*** Opening Recorded data ***
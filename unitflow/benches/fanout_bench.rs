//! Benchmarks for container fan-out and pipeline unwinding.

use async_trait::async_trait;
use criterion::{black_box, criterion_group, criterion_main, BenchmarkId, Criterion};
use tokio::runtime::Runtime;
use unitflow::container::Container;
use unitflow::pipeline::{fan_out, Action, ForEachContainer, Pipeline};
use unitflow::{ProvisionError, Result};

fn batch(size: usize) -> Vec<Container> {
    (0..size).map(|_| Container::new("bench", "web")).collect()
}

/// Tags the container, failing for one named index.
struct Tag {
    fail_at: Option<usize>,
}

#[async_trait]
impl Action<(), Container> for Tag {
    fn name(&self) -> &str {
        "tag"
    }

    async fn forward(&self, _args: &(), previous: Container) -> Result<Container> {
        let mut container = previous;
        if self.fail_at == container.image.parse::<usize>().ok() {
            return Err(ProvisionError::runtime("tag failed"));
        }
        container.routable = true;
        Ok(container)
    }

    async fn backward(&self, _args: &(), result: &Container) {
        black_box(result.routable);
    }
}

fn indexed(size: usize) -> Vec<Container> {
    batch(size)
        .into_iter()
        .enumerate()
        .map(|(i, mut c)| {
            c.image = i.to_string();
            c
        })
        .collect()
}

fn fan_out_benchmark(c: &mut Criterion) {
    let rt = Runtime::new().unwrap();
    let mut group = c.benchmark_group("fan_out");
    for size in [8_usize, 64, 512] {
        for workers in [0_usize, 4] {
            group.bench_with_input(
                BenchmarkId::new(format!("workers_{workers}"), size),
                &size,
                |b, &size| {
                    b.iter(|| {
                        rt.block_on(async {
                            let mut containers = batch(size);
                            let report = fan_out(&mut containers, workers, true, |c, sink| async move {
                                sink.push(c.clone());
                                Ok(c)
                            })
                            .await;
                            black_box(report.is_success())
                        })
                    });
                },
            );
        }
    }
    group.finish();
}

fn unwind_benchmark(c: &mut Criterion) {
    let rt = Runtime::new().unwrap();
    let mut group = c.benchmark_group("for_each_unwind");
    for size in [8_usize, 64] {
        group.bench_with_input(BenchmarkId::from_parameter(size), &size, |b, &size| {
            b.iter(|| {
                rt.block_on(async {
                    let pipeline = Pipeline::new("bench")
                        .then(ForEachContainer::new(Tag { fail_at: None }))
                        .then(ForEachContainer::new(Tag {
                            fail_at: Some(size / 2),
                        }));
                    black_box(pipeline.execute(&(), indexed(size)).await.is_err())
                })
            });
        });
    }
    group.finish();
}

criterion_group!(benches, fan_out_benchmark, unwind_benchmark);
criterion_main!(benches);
*** Closing Recorded data ***
*** Opening Recorded data ***
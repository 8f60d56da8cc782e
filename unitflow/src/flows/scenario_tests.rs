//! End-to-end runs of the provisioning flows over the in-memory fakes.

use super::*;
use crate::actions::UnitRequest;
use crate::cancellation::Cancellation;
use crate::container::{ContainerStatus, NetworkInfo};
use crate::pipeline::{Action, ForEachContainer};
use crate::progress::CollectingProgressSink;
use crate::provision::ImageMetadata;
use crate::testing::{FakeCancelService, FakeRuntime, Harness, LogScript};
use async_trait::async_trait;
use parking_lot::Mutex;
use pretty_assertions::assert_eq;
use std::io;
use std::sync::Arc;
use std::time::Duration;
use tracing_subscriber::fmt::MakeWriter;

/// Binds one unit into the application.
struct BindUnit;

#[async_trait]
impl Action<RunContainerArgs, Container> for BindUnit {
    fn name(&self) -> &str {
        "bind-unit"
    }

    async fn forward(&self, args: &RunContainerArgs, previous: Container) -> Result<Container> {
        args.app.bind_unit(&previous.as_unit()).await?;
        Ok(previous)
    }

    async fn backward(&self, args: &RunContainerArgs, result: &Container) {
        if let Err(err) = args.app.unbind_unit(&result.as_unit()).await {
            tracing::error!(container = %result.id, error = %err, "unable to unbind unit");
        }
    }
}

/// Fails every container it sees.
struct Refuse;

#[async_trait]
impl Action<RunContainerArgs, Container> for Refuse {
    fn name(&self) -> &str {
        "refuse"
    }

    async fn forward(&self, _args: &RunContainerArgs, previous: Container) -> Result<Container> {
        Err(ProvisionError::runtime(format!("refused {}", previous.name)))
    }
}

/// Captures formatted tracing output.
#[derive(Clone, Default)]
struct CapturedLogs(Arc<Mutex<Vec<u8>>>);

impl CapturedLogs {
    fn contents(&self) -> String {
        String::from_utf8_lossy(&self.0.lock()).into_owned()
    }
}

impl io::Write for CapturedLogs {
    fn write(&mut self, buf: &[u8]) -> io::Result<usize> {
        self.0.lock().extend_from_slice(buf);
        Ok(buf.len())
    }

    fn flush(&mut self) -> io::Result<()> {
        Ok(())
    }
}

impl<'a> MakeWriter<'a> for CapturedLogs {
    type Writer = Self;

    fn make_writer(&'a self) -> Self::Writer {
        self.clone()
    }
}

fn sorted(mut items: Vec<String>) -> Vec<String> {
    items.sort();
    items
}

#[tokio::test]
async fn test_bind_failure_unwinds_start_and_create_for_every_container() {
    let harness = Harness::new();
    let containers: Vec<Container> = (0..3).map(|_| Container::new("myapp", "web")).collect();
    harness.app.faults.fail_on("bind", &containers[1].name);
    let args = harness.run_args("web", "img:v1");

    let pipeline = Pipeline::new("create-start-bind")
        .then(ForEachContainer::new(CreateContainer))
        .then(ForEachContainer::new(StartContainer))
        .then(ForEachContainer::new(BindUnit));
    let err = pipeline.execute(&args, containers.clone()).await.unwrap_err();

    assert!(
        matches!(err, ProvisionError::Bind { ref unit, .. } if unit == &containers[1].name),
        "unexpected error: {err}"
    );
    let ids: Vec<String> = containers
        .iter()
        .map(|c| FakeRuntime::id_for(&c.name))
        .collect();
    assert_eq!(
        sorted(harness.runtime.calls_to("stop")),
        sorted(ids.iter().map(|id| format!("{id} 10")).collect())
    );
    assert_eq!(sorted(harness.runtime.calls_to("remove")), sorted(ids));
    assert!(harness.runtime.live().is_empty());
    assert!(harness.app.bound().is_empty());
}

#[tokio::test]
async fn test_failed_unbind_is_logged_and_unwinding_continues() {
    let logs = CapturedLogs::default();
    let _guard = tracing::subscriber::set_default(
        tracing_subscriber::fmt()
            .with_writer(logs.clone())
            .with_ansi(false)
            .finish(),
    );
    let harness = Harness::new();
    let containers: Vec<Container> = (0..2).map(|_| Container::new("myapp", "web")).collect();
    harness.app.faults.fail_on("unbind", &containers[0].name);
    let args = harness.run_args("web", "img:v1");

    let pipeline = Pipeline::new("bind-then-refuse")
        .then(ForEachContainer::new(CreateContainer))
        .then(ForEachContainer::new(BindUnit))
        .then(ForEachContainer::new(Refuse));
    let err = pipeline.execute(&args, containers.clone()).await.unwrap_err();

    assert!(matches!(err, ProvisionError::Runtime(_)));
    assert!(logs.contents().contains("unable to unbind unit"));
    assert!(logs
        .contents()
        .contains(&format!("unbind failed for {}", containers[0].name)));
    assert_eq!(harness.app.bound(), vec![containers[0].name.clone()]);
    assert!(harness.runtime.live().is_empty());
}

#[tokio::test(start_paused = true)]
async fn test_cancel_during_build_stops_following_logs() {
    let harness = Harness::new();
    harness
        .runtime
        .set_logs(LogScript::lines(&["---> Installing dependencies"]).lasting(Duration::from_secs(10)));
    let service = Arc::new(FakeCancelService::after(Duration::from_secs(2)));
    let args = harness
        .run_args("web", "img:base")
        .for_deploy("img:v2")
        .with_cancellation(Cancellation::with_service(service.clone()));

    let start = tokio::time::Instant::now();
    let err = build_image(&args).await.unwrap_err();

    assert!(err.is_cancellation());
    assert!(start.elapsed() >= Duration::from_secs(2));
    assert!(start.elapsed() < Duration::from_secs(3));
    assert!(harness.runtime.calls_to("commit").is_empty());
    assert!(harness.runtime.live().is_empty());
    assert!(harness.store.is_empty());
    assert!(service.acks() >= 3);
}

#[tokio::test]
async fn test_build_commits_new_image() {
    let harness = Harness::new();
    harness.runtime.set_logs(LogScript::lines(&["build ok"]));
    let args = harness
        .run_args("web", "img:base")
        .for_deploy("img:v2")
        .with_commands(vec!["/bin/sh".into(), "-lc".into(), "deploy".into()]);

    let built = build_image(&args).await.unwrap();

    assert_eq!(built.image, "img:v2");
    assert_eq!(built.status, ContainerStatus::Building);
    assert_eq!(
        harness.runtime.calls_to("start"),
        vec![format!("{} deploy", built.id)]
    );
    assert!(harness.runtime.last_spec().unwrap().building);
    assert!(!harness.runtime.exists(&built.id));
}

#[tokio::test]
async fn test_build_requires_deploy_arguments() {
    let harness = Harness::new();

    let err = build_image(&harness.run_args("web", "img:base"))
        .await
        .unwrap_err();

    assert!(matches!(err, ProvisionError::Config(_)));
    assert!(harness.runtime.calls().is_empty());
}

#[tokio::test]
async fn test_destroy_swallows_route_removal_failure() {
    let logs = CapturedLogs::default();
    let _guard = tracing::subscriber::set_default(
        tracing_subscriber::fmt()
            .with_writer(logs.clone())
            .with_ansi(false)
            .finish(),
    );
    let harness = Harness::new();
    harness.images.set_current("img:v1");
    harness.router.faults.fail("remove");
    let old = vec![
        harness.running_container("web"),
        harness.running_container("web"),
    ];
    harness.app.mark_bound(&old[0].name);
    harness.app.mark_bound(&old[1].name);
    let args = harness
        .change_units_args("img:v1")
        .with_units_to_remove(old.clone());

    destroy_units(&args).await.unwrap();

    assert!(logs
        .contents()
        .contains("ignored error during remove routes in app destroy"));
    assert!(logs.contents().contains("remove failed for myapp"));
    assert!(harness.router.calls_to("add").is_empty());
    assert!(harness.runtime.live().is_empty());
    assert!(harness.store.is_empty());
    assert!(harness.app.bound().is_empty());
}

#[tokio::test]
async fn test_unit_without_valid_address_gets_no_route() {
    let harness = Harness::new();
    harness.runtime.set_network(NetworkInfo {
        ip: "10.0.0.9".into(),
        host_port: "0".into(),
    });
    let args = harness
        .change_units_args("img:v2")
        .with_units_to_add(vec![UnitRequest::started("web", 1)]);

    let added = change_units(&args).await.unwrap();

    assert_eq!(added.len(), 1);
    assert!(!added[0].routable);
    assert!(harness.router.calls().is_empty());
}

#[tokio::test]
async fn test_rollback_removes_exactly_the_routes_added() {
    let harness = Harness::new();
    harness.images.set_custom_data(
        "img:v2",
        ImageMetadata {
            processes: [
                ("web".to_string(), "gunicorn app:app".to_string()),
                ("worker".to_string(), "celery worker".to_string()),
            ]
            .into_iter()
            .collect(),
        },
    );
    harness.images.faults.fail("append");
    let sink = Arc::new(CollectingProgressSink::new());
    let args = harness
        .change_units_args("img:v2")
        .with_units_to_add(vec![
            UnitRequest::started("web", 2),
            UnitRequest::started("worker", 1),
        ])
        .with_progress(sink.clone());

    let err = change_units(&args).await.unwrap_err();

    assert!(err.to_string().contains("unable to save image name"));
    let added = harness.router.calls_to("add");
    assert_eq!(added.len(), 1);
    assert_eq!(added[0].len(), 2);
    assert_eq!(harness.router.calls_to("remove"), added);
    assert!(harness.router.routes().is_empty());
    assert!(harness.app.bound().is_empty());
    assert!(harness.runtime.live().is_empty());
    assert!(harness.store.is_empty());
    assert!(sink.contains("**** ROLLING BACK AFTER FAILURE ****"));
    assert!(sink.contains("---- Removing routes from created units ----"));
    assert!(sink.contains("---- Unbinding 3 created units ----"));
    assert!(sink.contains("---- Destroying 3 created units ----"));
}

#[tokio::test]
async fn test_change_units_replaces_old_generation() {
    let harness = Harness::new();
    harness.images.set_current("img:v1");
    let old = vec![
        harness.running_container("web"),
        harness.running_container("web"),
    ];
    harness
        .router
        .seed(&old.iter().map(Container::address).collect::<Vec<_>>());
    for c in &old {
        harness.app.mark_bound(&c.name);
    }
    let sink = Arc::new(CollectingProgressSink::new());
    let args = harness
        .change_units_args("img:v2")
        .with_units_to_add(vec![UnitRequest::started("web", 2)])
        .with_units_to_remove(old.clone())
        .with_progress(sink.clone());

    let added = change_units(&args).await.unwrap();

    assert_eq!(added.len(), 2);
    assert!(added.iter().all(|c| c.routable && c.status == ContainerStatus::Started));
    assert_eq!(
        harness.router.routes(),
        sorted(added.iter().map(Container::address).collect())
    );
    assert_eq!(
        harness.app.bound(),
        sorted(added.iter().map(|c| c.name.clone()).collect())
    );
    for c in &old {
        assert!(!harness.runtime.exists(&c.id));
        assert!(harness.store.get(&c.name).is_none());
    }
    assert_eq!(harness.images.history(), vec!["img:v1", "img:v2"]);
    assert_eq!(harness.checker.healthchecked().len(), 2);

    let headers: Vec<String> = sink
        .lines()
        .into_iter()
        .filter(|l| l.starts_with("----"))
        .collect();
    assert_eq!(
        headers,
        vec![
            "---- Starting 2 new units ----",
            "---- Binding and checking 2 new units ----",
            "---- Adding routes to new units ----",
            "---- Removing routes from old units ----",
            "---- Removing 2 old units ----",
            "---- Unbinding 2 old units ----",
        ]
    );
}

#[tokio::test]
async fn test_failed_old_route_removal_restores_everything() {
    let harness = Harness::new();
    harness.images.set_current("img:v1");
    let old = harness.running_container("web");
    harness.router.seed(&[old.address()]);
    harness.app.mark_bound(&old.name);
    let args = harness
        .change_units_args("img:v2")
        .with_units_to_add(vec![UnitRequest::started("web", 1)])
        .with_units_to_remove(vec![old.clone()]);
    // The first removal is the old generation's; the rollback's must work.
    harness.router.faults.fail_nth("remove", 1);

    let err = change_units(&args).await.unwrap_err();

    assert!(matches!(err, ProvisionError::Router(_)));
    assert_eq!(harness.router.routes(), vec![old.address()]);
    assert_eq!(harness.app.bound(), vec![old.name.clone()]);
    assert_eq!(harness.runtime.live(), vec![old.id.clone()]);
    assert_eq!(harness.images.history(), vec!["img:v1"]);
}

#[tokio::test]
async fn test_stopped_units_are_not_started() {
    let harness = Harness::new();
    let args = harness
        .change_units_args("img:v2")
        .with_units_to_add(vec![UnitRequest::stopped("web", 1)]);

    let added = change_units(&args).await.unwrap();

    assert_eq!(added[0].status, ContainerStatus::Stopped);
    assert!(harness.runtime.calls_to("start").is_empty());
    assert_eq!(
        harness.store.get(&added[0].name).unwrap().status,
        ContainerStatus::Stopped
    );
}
*** Closing Recorded data ***
> Exercise prompt
If a line above holds the string "BindUnit", return it as it stands.

> Result
struct BindUnit;
impl Action<RunContainerArgs, Container> for BindUnit {
        .then(ForEachContainer::new(BindUnit));
        .then(ForEachContainer::new(BindUnit))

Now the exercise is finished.